Johns writes a most effective Pa Kent here, flashing back to scenes from Clark Kent's youth where, unable to play with normal kids for fear of hurting them, Pa did his best to act as a substitute friend for his son. In the bizarre parallels between Superman and Bizarro, we also see parallels between Superman's two fathers--Superman to the holographic head of Jor-El to get advice as to how to defeat Bizarro, while Bizarro kidnaps Pa Kent for help when the Bizarro population rejects him.
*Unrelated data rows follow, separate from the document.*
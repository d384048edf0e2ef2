//! The `z3950-transcoder` library decodes BER encoded data elements
//! against the static type descriptors of `z3950-grammar`.
//!
//! Decoding produces a tree of [`value::Node`]s in which every node
//! keeps the byte range it was decoded from. The engine follows the
//! descriptors, so the same code handles every PDU, and recursive
//! types such as `RPNStructure` are decoded by recursing into the
//! same descriptor again. Nesting depth and tree size are bounded
//! by [`context::DecoderOptions`].
//!
//! ```rust
//! use z3950_grammar::z3950::PRESENT_STATUS;
//! use z3950_transcoder::ber::Ber;
//!
//! let node = Ber::decode(&PRESENT_STATUS, &[0x9B, 0x01, 0x05]).unwrap();
//! assert_eq!(node.as_integer(), Some(5));
//! assert_eq!(node.display.as_deref(), Some("failure"));
//! ```
pub mod ber;
pub mod context;
pub mod cursor;
pub mod error;
pub mod profile;
pub mod value;

use cursor::ByteCursor;
use error::DecodingError;
use value::{BitString, ObjectIdentifier, Value};
use z3950_grammar::CharacterStringType;

/// Decoders for the content octets of primitive encodings.
///
/// Each decoder receives a cursor at the first content octet and
/// the number of content octets, consumes exactly those octets and
/// leaves the cursor untouched if it fails.
pub trait Decoder {
    fn decode_integer(&self, cursor: &mut ByteCursor, length: usize) -> Result<i64, DecodingError>;
    fn decode_boolean(&self, cursor: &mut ByteCursor, length: usize) -> Result<bool, DecodingError>;
    fn decode_null(&self, cursor: &mut ByteCursor, length: usize) -> Result<(), DecodingError>;
    fn decode_bit_string(
        &self,
        cursor: &mut ByteCursor,
        length: usize,
    ) -> Result<BitString, DecodingError>;
    fn decode_object_identifier(
        &self,
        cursor: &mut ByteCursor,
        length: usize,
    ) -> Result<ObjectIdentifier, DecodingError>;
    fn decode_character_string(
        &self,
        string: CharacterStringType,
        cursor: &mut ByteCursor,
        length: usize,
    ) -> Result<Value, DecodingError>;
    fn decode_generalized_time(
        &self,
        cursor: &mut ByteCursor,
        length: usize,
    ) -> Result<String, DecodingError>;
}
Even as Superman wants to abandon Bizarro, it's Pa Kent who perhaps sees some of young Clark in Bizarro, and explains to Bizarro how his super-powers come with the responsibility for caring for his (square-shaped) planet.

As an aside, I'm a bit disappointed with what the tone of these stories suggest--if foreshadowing here and in Last Son is to be believed--that Johns intends to do away with Pa Kent (no spoilers, please). Yes, I understand how Pa's death functions in Superman: The Movie and in Smallville as a way of making Clark his own man--but the comics-Superman has lived so long with Pa alive that I hardly see how it turns the story.

Johns's big contribution to the Superman mythos so far has been the floating Jor-El head (that offers a heck of a deus ex machina in a ready-made spaceship here, though cute, Eric Powell, that this resembles an early-1980s Superman Corgi toy)--killing Pa while keeping Jor-El's hologram only reinforces Superman's alienation, when the whole point is that he's adopted humanity, people, not that he's an alien! As well as Pa comes off in this story, I just can't see the logic in getting rid of him.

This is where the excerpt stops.